▸ Record excerpts
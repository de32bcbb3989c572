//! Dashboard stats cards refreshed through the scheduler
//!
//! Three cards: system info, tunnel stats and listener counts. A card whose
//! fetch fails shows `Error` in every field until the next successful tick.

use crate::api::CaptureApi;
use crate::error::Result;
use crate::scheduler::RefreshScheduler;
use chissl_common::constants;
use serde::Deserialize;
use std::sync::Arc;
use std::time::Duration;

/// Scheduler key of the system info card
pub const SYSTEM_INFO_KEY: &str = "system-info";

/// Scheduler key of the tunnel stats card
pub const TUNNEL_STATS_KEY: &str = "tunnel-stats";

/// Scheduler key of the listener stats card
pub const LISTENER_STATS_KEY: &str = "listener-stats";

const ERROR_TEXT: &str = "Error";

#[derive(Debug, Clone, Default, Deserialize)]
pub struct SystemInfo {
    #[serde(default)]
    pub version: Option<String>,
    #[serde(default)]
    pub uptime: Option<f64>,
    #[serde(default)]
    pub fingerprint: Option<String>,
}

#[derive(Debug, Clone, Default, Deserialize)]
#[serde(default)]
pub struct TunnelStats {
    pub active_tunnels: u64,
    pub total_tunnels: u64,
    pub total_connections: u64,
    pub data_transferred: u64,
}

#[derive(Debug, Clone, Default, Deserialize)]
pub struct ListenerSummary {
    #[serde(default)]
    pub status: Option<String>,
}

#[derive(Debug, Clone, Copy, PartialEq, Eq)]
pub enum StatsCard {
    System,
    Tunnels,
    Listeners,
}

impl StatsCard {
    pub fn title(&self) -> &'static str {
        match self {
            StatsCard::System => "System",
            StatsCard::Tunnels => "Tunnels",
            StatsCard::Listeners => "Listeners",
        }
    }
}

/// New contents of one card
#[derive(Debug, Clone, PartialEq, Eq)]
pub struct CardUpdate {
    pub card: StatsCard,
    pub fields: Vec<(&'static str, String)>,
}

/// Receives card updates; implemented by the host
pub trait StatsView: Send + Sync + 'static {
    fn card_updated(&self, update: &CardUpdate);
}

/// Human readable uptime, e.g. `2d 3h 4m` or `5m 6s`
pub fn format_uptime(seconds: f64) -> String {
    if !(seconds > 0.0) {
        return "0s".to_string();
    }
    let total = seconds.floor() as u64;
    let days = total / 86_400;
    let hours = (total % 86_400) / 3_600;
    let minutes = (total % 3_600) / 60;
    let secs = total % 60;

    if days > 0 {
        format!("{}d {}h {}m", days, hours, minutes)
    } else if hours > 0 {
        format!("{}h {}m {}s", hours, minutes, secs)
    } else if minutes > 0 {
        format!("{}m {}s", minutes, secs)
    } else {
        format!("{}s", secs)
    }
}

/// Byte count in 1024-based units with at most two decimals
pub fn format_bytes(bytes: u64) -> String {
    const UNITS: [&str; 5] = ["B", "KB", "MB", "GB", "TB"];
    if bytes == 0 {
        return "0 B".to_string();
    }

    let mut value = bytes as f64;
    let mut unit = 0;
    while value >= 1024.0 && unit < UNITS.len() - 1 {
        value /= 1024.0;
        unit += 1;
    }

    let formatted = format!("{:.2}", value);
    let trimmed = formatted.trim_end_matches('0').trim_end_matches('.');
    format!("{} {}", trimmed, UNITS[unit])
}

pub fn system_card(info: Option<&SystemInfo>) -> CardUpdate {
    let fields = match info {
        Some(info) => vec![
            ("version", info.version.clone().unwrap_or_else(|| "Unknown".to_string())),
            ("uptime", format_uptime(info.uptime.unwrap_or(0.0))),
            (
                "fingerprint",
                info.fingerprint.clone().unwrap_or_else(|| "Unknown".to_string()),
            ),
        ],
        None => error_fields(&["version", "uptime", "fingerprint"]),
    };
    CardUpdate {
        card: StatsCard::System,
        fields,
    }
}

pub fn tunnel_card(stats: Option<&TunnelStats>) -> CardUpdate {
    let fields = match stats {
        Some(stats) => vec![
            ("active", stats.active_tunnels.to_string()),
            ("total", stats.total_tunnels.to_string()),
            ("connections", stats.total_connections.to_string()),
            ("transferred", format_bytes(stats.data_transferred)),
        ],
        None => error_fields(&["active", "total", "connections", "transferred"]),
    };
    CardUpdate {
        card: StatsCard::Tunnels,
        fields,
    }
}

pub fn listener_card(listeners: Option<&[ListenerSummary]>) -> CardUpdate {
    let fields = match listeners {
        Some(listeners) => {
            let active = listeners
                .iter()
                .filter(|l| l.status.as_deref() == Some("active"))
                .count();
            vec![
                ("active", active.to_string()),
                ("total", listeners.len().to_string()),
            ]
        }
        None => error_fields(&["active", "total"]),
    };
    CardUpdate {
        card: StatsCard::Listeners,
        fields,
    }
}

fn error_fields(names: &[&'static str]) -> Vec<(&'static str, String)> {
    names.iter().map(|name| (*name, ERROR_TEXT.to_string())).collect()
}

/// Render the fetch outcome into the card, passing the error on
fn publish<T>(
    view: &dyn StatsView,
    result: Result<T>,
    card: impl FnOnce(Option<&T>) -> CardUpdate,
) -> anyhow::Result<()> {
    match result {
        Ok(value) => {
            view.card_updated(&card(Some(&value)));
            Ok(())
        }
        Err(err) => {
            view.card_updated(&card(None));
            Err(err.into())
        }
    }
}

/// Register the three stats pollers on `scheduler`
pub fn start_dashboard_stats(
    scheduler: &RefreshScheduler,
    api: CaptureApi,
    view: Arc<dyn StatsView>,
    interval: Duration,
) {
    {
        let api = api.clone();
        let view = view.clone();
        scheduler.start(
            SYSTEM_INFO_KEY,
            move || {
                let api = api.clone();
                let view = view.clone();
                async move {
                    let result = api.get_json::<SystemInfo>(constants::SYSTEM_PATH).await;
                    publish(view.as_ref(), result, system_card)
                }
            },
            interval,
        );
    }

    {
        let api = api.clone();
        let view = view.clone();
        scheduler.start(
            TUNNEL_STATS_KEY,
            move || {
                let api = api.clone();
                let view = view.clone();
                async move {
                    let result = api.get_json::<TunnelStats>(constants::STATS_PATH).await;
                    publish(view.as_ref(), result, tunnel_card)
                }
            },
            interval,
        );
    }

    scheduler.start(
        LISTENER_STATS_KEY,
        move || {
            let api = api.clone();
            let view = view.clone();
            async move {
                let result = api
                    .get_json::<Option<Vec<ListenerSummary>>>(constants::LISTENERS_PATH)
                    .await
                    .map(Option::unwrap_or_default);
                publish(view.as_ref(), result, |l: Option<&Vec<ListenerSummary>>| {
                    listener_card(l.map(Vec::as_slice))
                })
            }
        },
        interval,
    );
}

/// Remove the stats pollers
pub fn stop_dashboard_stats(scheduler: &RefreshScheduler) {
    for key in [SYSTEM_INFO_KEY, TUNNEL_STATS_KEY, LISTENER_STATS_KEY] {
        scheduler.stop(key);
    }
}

▸ Try it
Repeat, word for word, the lines from the start of the records to the line that contains "pub const SYSTEM_INFO_KEY: &str", both of them included, and no others.

▸ Solved exercise
repository de32bcbb3989c572
//! Dashboard stats cards refreshed through the scheduler
//!
//! Three cards: system info, tunnel stats and listener counts. A card whose
//! fetch fails shows `Error` in every field until the next successful tick.

use crate::api::CaptureApi;
use crate::error::Result;
use crate::scheduler::RefreshScheduler;
use chissl_common::constants;
use serde::Deserialize;
use std::sync::Arc;
use std::time::Duration;

/// Scheduler key of the system info card
pub const SYSTEM_INFO_KEY: &str = "system-info";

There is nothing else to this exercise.